We are positive on the potential for hyperconverged solutions like Nutanix and
SimpliVity, but we caution that there are still points to be considered. The first is
that hyperconvergence is still a relatively immature market with a lack of
commonality across the various platforms. Each of the start-ups essentially took
a development approach of delivering a comprehensive "infrastructure-in-a-box"
solution, leveraging off-the-shelf commodity components to keep costs low.
However, sitting on top of the standard off-the-shelf hardware are new file
distributed systems that are unique to the individual vendors. For small
enterprises looking for an easy to use and deploy system, hyperconverged
solutions may be a good fit. For mid-sized and larger enterprises the comfort
level for entrusting their workloads and infrastructure (servers, networking and
storage) to an upstart vendor with relatively limited development and support
track record could be at first low. We expect progress here to accelerate as more
proof points are available, and we believe that Nutanix has already secured a
solid number of large enterprise customers, pointing to greater acceptance.

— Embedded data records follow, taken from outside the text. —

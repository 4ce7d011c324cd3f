//! Event stream endpoint
//!
//! GET /events opens the push channel a page holds while it runs the
//! authorization flow. The first frame names the connection, and the
//! outcome of the flow arrives on the same stream.

use std::convert::Infallible;
use std::sync::Arc;
use std::time::Duration;

use async_stream::stream;
use axum::extract::State;
use axum::response::sse::{Event, KeepAlive, Sse};
use futures::Stream;
use serde_json::json;
use tracing::{debug, info};
use uuid::Uuid;

use super::router::AppState;
use crate::relay::NotificationRelay;

/// Open an event stream and hand out a fresh connection id
pub async fn events_handler(
    State(state): State<Arc<AppState>>,
) -> Sse<impl Stream<Item = std::result::Result<Event, Infallible>>> {
    let connection_id = format!("conn-{}", Uuid::new_v4());
    info!(connection_id = %connection_id, "Event stream opened");

    create_event_stream(
        Arc::clone(&state.relay),
        connection_id,
        state.config.relay.keep_alive_interval,
    )
}

/// Build the SSE response for one connection.
///
/// Takes owned data to satisfy Rust 2024 lifetime capture rules for
/// `impl Stream`. The connection is registered before the stream exists
/// so a callback arriving between the two cannot be lost.
fn create_event_stream(
    relay: Arc<NotificationRelay>,
    connection_id: String,
    keep_alive_interval: Duration,
) -> Sse<impl Stream<Item = std::result::Result<Event, Infallible>>> {
    let mut rx = relay.register(&connection_id);
    let guard = UnregisterGuard {
        relay,
        connection_id: connection_id.clone(),
    };

    let stream = stream! {
        // Owned by the stream so disconnects unregister the channel
        let _guard = guard;

        // First frame carries the id the page sends through the flow
        yield Ok(Event::default()
            .event("connected")
            .data(json!({ "connectionId": connection_id }).to_string()));

        while let Some(message) = rx.recv().await {
            debug!(
                connection_id = %connection_id,
                event = message.event_name(),
                "Pushing event"
            );
            yield Ok(Event::default()
                .event(message.event_name())
                .data(message.payload().to_string()));
        }
    };

    Sse::new(stream).keep_alive(
        KeepAlive::new()
            .interval(keep_alive_interval)
            .text("ping"),
    )
}

/// Unregisters the connection when the stream is dropped
struct UnregisterGuard {
    relay: Arc<NotificationRelay>,
    connection_id: String,
}

impl Drop for UnregisterGuard {
    fn drop(&mut self) {
        debug!(connection_id = %self.connection_id, "Event stream closed");
        self.relay.unregister(&self.connection_id);
    }
}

Another factor to consider with hyperconverged hardware is its flexible resource
scalability. First-generation solutions required compute resources to be added in
tandem with storage capacity. For applications that typically scale linearly (for
example VDI), this isn't a problem, but not all applications scale linearly, which
means there could be over-provisioning within the box or either compute or
storage resources. Steps are being taken to ease the problem as more
modularity is worked into the hardware. For example, the recently introduced NX8000 series from Nutanix is a more configurable box with users able to pick the
compute, HDD and SDD capacities independently. There may also be some
hesitancy with some enterprises still preferring to add compute and storage
resources independently and maintain dedicated teams and vendor support for
the different resources to spread risk (which can be both good and bad).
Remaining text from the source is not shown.